§ What the task requires: "guards" appears in how many lines of the entries? State only the number.

Dataset entries:
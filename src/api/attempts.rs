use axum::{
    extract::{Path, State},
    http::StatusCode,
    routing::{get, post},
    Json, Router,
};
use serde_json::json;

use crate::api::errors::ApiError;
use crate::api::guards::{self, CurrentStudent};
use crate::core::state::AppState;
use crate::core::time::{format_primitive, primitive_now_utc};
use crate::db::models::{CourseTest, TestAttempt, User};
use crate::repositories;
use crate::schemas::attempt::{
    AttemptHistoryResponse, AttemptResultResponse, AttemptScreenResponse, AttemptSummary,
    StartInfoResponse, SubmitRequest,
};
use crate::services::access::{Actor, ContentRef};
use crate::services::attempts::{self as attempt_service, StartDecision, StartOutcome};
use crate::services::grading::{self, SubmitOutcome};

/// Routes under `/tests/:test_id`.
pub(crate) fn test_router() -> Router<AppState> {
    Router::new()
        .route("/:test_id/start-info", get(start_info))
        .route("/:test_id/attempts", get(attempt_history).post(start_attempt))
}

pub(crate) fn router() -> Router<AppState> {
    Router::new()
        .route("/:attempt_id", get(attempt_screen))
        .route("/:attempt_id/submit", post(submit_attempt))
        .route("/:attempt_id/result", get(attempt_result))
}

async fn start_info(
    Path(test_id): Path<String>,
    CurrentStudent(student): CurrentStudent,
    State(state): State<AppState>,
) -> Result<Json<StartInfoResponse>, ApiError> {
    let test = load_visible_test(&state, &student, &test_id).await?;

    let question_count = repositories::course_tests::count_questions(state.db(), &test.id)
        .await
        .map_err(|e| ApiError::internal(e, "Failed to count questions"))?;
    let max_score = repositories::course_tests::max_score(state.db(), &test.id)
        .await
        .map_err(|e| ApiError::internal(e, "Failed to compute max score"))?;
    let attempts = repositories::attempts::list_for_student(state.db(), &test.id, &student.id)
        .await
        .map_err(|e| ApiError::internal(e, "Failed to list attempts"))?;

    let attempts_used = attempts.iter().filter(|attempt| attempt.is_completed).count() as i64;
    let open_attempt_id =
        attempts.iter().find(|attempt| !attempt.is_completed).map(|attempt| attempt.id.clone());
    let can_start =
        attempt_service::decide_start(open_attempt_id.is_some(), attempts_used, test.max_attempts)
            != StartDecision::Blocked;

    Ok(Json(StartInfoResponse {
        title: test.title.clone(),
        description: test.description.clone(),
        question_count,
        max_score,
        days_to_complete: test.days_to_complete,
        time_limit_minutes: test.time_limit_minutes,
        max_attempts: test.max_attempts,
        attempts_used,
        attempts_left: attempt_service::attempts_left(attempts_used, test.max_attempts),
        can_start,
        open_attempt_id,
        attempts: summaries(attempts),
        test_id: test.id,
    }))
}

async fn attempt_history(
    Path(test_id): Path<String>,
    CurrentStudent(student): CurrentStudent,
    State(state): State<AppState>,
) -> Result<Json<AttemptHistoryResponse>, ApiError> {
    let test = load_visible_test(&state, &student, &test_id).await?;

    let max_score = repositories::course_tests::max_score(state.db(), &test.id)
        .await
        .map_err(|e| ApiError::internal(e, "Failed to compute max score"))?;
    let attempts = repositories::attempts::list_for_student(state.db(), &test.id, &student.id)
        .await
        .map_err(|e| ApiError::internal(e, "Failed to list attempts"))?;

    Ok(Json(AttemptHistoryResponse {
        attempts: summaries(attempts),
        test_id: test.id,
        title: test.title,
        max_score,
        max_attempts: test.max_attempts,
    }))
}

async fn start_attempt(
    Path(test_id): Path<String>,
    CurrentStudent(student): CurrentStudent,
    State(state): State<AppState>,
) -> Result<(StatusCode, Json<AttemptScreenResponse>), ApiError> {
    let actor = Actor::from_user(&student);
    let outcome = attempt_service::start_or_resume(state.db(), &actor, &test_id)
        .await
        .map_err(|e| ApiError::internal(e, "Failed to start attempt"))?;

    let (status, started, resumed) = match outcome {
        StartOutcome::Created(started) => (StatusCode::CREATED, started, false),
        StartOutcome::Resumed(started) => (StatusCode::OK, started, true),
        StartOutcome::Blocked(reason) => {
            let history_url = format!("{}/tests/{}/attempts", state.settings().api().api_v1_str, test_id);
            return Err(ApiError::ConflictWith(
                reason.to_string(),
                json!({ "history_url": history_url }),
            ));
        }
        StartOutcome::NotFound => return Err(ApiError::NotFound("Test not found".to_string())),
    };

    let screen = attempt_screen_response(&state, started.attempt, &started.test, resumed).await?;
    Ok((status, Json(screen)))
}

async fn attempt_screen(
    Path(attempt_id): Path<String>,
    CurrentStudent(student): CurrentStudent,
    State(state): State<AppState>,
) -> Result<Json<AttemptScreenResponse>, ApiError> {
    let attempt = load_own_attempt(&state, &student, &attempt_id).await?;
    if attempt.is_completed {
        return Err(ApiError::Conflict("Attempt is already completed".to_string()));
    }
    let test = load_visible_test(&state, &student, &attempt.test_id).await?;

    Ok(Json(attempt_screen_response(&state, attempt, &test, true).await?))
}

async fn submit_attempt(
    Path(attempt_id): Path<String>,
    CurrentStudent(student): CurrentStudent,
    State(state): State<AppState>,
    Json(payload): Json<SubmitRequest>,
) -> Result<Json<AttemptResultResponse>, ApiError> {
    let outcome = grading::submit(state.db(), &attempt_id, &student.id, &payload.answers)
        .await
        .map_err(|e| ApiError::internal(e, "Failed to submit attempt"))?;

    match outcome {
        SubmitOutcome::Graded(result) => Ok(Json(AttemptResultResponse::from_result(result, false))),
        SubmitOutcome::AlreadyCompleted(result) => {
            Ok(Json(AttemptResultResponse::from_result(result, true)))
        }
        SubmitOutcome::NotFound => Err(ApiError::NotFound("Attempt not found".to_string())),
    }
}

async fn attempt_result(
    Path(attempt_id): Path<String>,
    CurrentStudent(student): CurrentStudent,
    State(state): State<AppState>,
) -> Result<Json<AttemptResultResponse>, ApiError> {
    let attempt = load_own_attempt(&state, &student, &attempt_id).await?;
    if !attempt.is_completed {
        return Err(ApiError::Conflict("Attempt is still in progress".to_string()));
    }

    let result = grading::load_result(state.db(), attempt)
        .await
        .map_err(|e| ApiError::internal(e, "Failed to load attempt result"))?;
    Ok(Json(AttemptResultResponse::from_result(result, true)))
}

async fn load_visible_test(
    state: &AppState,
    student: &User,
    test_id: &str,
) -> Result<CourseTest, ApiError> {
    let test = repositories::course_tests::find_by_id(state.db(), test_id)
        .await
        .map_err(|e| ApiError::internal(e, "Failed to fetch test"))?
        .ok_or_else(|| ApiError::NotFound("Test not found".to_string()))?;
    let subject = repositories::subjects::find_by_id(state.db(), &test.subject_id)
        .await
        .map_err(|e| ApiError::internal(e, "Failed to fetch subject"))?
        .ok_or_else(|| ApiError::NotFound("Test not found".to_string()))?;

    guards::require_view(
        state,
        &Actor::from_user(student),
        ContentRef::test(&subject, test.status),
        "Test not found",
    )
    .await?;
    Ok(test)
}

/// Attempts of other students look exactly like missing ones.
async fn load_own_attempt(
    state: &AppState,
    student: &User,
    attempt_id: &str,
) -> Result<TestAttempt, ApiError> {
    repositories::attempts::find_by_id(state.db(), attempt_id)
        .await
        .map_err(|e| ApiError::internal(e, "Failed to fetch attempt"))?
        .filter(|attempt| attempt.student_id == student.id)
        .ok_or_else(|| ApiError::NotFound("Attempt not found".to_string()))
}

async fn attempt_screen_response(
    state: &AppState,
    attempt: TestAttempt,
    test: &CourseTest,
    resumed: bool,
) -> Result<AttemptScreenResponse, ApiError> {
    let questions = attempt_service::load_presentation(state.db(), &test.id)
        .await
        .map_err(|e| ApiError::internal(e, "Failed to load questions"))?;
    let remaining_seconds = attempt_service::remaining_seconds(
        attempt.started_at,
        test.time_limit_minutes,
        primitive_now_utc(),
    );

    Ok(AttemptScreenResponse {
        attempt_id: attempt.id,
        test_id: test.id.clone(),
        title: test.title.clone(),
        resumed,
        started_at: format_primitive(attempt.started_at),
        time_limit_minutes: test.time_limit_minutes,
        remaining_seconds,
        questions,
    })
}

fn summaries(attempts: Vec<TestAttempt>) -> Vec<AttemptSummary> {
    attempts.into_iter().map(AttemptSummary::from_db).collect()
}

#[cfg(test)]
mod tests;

§ Task result: 2